Using autonomous meat cutting robots to cut porcine belly is a productive and more hygienic solution over traditional, labor-intensive meat cutting practices such as the transmission of the bacteria between the carcasses and manual laborers. Belly cutting is the first step of porcine meat segmentation. The robot needs to be precisely guided to cut open the porcine belly without damaging the guts inside, which facilitates subsequent processing of the guts. However, the body sizes of the pigs are different. As such, the 2-D and 3-D vision methods cannot be employed to identify the belly cutting path. In this article, a laser-guided efficient cutting path planning approach that combines the segmentation algorithm (SA) with an improved genetic algorithm (GA) is proposed.
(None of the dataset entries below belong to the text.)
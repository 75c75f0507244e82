#![forbid(unsafe_code)]

//! Closed-loop shape budget.
//!
//! The static [`crate::recommend`] table picks a starting population from the
//! device class. [`AdaptiveShapeBudget`] then follows the per-second FPS
//! aggregates and steps the population down when the device cannot keep up,
//! and back up (never past the static ceiling) once it recovers.
//!
//! ```text
//! fps sample ─► below degrade_below_fps? ─► streak ≥ patience ─► DEGRADE (−25%, floor)
//!            └► above upgrade_above_fps? ─► streak ≥ patience ─► UPGRADE (+25%, ceiling)
//!            └► otherwise / cooling down ─────────────────────► HOLD
//! ```
//!
//! The gap between the two thresholds plus the cooldown keeps the budget from
//! oscillating around a boundary.

/// Tuning for [`AdaptiveShapeBudget`].
#[derive(Debug, Clone, PartialEq)]
#[cfg_attr(feature = "serde", derive(serde::Serialize, serde::Deserialize))]
pub struct AdaptiveConfig {
    /// Samples strictly below this count toward a degrade.
    pub degrade_below_fps: u32,
    /// Samples strictly above this count toward an upgrade.
    pub upgrade_above_fps: u32,
    /// Consecutive qualifying samples required before acting.
    pub patience: u32,
    /// Samples ignored after every change.
    pub cooldown_samples: u32,
    /// Fractional step per change.
    pub step_fraction: f64,
    /// Population never drops below this (unless the ceiling is lower).
    pub min_shapes: usize,
}

impl Default for AdaptiveConfig {
    fn default() -> Self {
        Self {
            degrade_below_fps: 45,
            upgrade_above_fps: 57,
            patience: 3,
            cooldown_samples: 5,
            step_fraction: 0.25,
            min_shapes: 10,
        }
    }
}

/// Decision output from the budget.
#[derive(Debug, Clone, Copy, PartialEq, Eq)]
#[cfg_attr(feature = "serde", derive(serde::Serialize, serde::Deserialize))]
pub enum BudgetDecision {
    /// Keep the current population.
    Hold,
    /// Population was reduced.
    Degrade,
    /// Population was increased.
    Upgrade,
}

impl BudgetDecision {
    #[inline]
    pub fn as_str(self) -> &'static str {
        match self {
            Self::Hold => "hold",
            Self::Degrade => "degrade",
            Self::Upgrade => "upgrade",
        }
    }

    /// Whether the host must re-initialize the field.
    #[inline]
    pub fn is_change(self) -> bool {
        self != Self::Hold
    }
}

/// Shape-count controller driven by FPS samples.
#[derive(Debug, Clone)]
pub struct AdaptiveShapeBudget {
    config: AdaptiveConfig,
    ceiling: usize,
    current: usize,
    below_streak: u32,
    above_streak: u32,
    cooldown: u32,
    last_decision: BudgetDecision,
}

impl AdaptiveShapeBudget {
    /// Start at `ceiling` (normally the static recommendation).
    pub fn new(config: AdaptiveConfig, ceiling: usize) -> Self {
        Self {
            config,
            ceiling,
            current: ceiling,
            below_streak: 0,
            above_streak: 0,
            cooldown: 0,
            last_decision: BudgetDecision::Hold,
        }
    }

    fn floor(&self) -> usize {
        self.config.min_shapes.min(self.ceiling)
    }

    /// Feed one per-second FPS sample.
    pub fn observe(&mut self, fps: u32) -> BudgetDecision {
        if fps < self.config.degrade_below_fps {
            self.below_streak = self.below_streak.saturating_add(1);
            self.above_streak = 0;
        } else if fps > self.config.upgrade_above_fps {
            self.above_streak = self.above_streak.saturating_add(1);
            self.below_streak = 0;
        } else {
            self.below_streak = 0;
            self.above_streak = 0;
        }

        let decision = if self.cooldown > 0 {
            self.cooldown -= 1;
            BudgetDecision::Hold
        } else if self.below_streak >= self.config.patience && self.current > self.floor() {
            let step = self.step(self.current);
            self.current = self.current.saturating_sub(step).max(self.floor());
            BudgetDecision::Degrade
        } else if self.above_streak >= self.config.patience && self.current < self.ceiling {
            let step = self.step(self.current);
            self.current = self.current.saturating_add(step).min(self.ceiling);
            BudgetDecision::Upgrade
        } else {
            BudgetDecision::Hold
        };

        if decision.is_change() {
            self.cooldown = self.config.cooldown_samples;
            self.below_streak = 0;
            self.above_streak = 0;
            tracing::info!(
                target: "vitae::perf",
                decision = decision.as_str(),
                fps,
                shapes = self.current,
                ceiling = self.ceiling,
                "shape budget changed"
            );
        }
        self.last_decision = decision;
        decision
    }

    /// At least one shape per change.
    fn step(&self, from: usize) -> usize {
        ((from as f64 * self.config.step_fraction).round() as usize).max(1)
    }

    /// Current target population.
    #[inline]
    pub fn shape_count(&self) -> usize {
        self.current
    }

    #[inline]
    pub fn ceiling(&self) -> usize {
        self.ceiling
    }

    /// Change the ceiling (e.g. on battery change), clamping the current value.
    pub fn set_ceiling(&mut self, ceiling: usize) {
        self.ceiling = ceiling;
        self.current = self.current.min(ceiling);
    }

    #[inline]
    pub fn last_decision(&self) -> BudgetDecision {
        self.last_decision
    }

    /// Back to the ceiling with no history.
    pub fn reset(&mut self) {
        self.current = self.ceiling;
        self.below_streak = 0;
        self.above_streak = 0;
        self.cooldown = 0;
        self.last_decision = BudgetDecision::Hold;
    }

    #[inline]
    pub fn config(&self) -> &AdaptiveConfig {
        &self.config
    }
}

#[cfg(test)]
mod tests {
    use super::*;

    fn budget(ceiling: usize) -> AdaptiveShapeBudget {
        AdaptiveShapeBudget::new(AdaptiveConfig::default(), ceiling)
    }

    #[test]
    fn starts_at_ceiling() {
        let b = budget(80);
        assert_eq!(b.shape_count(), 80);
        assert_eq!(b.last_decision(), BudgetDecision::Hold);
    }

    #[test]
    fn degrades_after_patience() {
        let mut b = budget(80);
        assert_eq!(b.observe(30), BudgetDecision::Hold);
        assert_eq!(b.observe(30), BudgetDecision::Hold);
        assert_eq!(b.observe(30), BudgetDecision::Degrade);
        assert_eq!(b.shape_count(), 60);
    }

    #[test]
    fn single_good_sample_breaks_streak() {
        let mut b = budget(80);
        b.observe(30);
        b.observe(30);
        b.observe(50);
        assert_eq!(b.observe(30), BudgetDecision::Hold);
        assert_eq!(b.shape_count(), 80);
    }

    #[test]
    fn cooldown_holds_after_change() {
        let mut b = budget(80);
        for _ in 0..3 {
            b.observe(20);
        }
        assert_eq!(b.shape_count(), 60);
        for _ in 0..5 {
            assert_eq!(b.observe(20), BudgetDecision::Hold);
        }
        // Cooldown consumed; the streak built during it counts.
        assert_eq!(b.observe(20), BudgetDecision::Degrade);
        assert_eq!(b.shape_count(), 45);
    }

    #[test]
    fn never_below_floor() {
        let mut b = budget(80);
        for _ in 0..200 {
            b.observe(5);
        }
        assert_eq!(b.shape_count(), 10);
    }

    #[test]
    fn floor_respects_small_ceiling() {
        let mut b = budget(4);
        for _ in 0..50 {
            b.observe(5);
        }
        assert_eq!(b.shape_count(), 4);
    }

    #[test]
    fn upgrades_back_to_ceiling_only() {
        let mut b = budget(80);
        for _ in 0..200 {
            b.observe(5);
        }
        for _ in 0..500 {
            b.observe(60);
        }
        assert_eq!(b.shape_count(), 80);
    }

    #[test]
    fn dead_band_holds() {
        let mut b = budget(80);
        for fps in [45, 50, 57, 45, 57] {
            assert_eq!(b.observe(fps), BudgetDecision::Hold);
        }
    }

    #[test]
    fn set_ceiling_clamps() {
        let mut b = budget(80);
        b.set_ceiling(30);
        assert_eq!(b.shape_count(), 30);
        b.reset();
        assert_eq!(b.shape_count(), 30);
    }

    #[test]
    fn decision_names() {
        assert_eq!(BudgetDecision::Degrade.as_str(), "degrade");
        assert!(!BudgetDecision::Hold.is_change());
    }
}
#![forbid(unsafe_code)]

//! Draw commands and field rendering.
//!
//! Rendering does not touch a real canvas. It emits a flat command stream
//! modelled on the 2D canvas state machine (`save`, `translate`, `rotate`,
//! `scale`, stroke, `restore`) into a [`DrawSurface`]. A browser host replays
//! the commands against `CanvasRenderingContext2D`; tests and the demo record
//! them with [`CommandBuffer`].
//!
//! Per frame the stream is:
//!
//! 1. optional trail fade: a full-canvas rect in the background color at low
//!    opacity,
//! 2. links (if any), beneath the shapes,
//! 3. per shape in creation order: `Save`, `Translate`, `Rotate`, `Scale`,
//!    `Stroke`, one primitive, `Restore`.

use crate::connections::Link;
use crate::palette::Palette;
use crate::shape::{Shape, ShapeKind};
use crate::color::Rgba;
use vitae_core::geometry::{CanvasSize, Point};

/// Height factor of an equilateral triangle (`√3 / 2`).
const TRIANGLE_HEIGHT: f64 = 0.866_025_403_784_438_6;

/// Corner radius of a rounded square as a fraction of its side.
const CORNER_RADIUS_RATIO: f64 = 0.1;

/// Default trail-fade opacity.
pub const DEFAULT_TRAIL_OPACITY: f64 = 0.05;

/// Stroke state for subsequent primitives.
#[derive(Debug, Clone, Copy, PartialEq)]
#[cfg_attr(feature = "serde", derive(serde::Serialize, serde::Deserialize))]
pub struct Stroke {
    pub color: Rgba,
    pub width: f64,
    /// Shadow blur radius; `0.0` disables the glow.
    pub glow: f64,
}

/// One drawing instruction.
#[derive(Debug, Clone, PartialEq)]
#[cfg_attr(feature = "serde", derive(serde::Serialize, serde::Deserialize))]
pub enum DrawCommand {
    /// Fill the whole canvas (alpha taken from `color`).
    FillCanvas { size: CanvasSize, color: Rgba },
    /// Straight stroked segment in canvas coordinates.
    Line {
        from: Point,
        to: Point,
        color: Rgba,
        width: f64,
    },
    Save,
    Restore,
    Translate { x: f64, y: f64 },
    Rotate { radians: f64 },
    Scale { factor: f64 },
    SetStroke(Stroke),
    /// Unfilled circle centred on the local origin.
    StrokeCircle { diameter: f64 },
    /// Unfilled square centred on the local origin.
    StrokeRoundedRect { side: f64, corner_radius: f64 },
    /// Unfilled triangle in local coordinates.
    StrokeTriangle { vertices: [Point; 3] },
}

impl DrawCommand {
    /// Short name, for logs and command histograms.
    pub const fn name(&self) -> &'static str {
        match self {
            Self::FillCanvas { .. } => "fill_canvas",
            Self::Line { .. } => "line",
            Self::Save => "save",
            Self::Restore => "restore",
            Self::Translate { .. } => "translate",
            Self::Rotate { .. } => "rotate",
            Self::Scale { .. } => "scale",
            Self::SetStroke(_) => "set_stroke",
            Self::StrokeCircle { .. } => "stroke_circle",
            Self::StrokeRoundedRect { .. } => "stroke_rounded_rect",
            Self::StrokeTriangle { .. } => "stroke_triangle",
        }
    }
}

/// Sink for draw commands.
pub trait DrawSurface {
    fn execute(&mut self, command: DrawCommand);
}

impl<S: DrawSurface + ?Sized> DrawSurface for &mut S {
    fn execute(&mut self, command: DrawCommand) {
        (**self).execute(command);
    }
}

impl<S: DrawSurface + ?Sized> DrawSurface for Box<S> {
    fn execute(&mut self, command: DrawCommand) {
        (**self).execute(command);
    }
}

/// Records commands in order.
#[derive(Debug, Clone, Default, PartialEq)]
pub struct CommandBuffer {
    commands: Vec<DrawCommand>,
}

impl CommandBuffer {
    pub fn new() -> Self {
        Self::default()
    }

    #[inline]
    pub fn commands(&self) -> &[DrawCommand] {
        &self.commands
    }

    #[inline]
    pub fn len(&self) -> usize {
        self.commands.len()
    }

    #[inline]
    pub fn is_empty(&self) -> bool {
        self.commands.is_empty()
    }

    /// Clear recorded commands, keeping capacity.
    pub fn clear(&mut self) {
        self.commands.clear();
    }

    /// Move the recorded commands out.
    pub fn take(&mut self) -> Vec<DrawCommand> {
        std::mem::take(&mut self.commands)
    }

    /// How many recorded commands have the given [`DrawCommand::name`].
    pub fn count(&self, name: &str) -> usize {
        self.commands.iter().filter(|c| c.name() == name).count()
    }
}

impl DrawSurface for CommandBuffer {
    fn execute(&mut self, command: DrawCommand) {
        self.commands.push(command);
    }
}

/// Per-frame rendering switches.
#[derive(Debug, Clone, Copy, PartialEq)]
#[cfg_attr(feature = "serde", derive(serde::Serialize, serde::Deserialize))]
pub struct RenderOptions {
    /// Trail-fade opacity; `None` skips the fade.
    pub trail_opacity: Option<f64>,
    /// Glow strokes at twice their width.
    pub glow: bool,
    /// Link line width in pixels.
    pub link_width: f64,
}

impl Default for RenderOptions {
    fn default() -> Self {
        Self {
            trail_opacity: Some(DEFAULT_TRAIL_OPACITY),
            glow: false,
            link_width: 1.0,
        }
    }
}

/// Paint the canvas opaque in the background color.
///
/// Hosts call this once after (re)initialization so trails fade into a
/// solid base.
pub fn paint_background<S: DrawSurface + ?Sized>(surface: &mut S, size: CanvasSize, palette: &Palette) {
    surface.execute(DrawCommand::FillCanvas {
        size,
        color: palette.background,
    });
}

/// Emit one frame.
pub fn render<S: DrawSurface + ?Sized>(
    surface: &mut S,
    size: CanvasSize,
    shapes: &[Shape],
    links: &[Link],
    palette: &Palette,
    options: &RenderOptions,
) {
    if let Some(opacity) = options.trail_opacity {
        surface.execute(DrawCommand::FillCanvas {
            size,
            color: palette.background.with_opacity(opacity),
        });
    }

    for link in links {
        let (Some(a), Some(b)) = (shapes.get(link.a), shapes.get(link.b)) else {
            continue;
        };
        surface.execute(DrawCommand::Line {
            from: a.position,
            to: b.position,
            color: palette.blue_light.with_opacity(link.opacity),
            width: options.link_width,
        });
    }

    for shape in shapes {
        render_shape(surface, shape, options.glow);
    }
}

fn render_shape<S: DrawSurface + ?Sized>(surface: &mut S, shape: &Shape, glow: bool) {
    let width = f64::from(shape.outline.weight);
    surface.execute(DrawCommand::Save);
    surface.execute(DrawCommand::Translate {
        x: shape.position.x,
        y: shape.position.y,
    });
    surface.execute(DrawCommand::Rotate {
        radians: shape.rotation,
    });
    surface.execute(DrawCommand::Scale {
        factor: shape.scale,
    });
    surface.execute(DrawCommand::SetStroke(Stroke {
        color: shape.outline.color,
        width,
        glow: if glow { width * 2.0 } else { 0.0 },
    }));
    surface.execute(primitive(shape.kind, shape.size));
    surface.execute(DrawCommand::Restore);
}

/// Local-space geometry for a kind at a given size.
pub fn primitive(kind: ShapeKind, size: f64) -> DrawCommand {
    match kind {
        ShapeKind::Disc => DrawCommand::StrokeCircle { diameter: size },
        ShapeKind::RoundedSquare => DrawCommand::StrokeRoundedRect {
            side: size,
            corner_radius: size * CORNER_RADIUS_RATIO,
        },
        ShapeKind::Triangle => {
            let h = size * TRIANGLE_HEIGHT;
            DrawCommand::StrokeTriangle {
                vertices: [
                    Point::new(0.0, -h / 2.0),
                    Point::new(-size / 2.0, h / 2.0),
                    Point::new(size / 2.0, h / 2.0),
                ],
            }
        }
    }
}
The robotic cutting system consists of an industrial robotic manipulator, customized tools, a linear laser sensor, and a PC. The salient features of the proposed scheme are as follows: 1) Spatial relationships of all the relevant units are established in Cartesian space. 2) Using the eigenvalue decomposition of the covariance matrix, the porcine belly cutting path is recognized from the 3-D laser point cloud of the carcass. 3) Aiming at efficiently optimizing the discrete path waypoints, an adaptive elite GA (AEGA) is derived by improving three operators of GA. 4) In order to alleviate the robotic cutting errors, the SA is designed to shorten the cutting path with no damage to the guts. 5) Under the limit of the peritoneal cavity, the efficient robotic cutting path is optimized by combining the SA with AEGA. Porcine belly cutting experiments are carried out in a porcine automation line under real-world conditions. Experimental results show that the proposed approach is accurate, efficient, and incurs lower costs in the long-term use of the robot.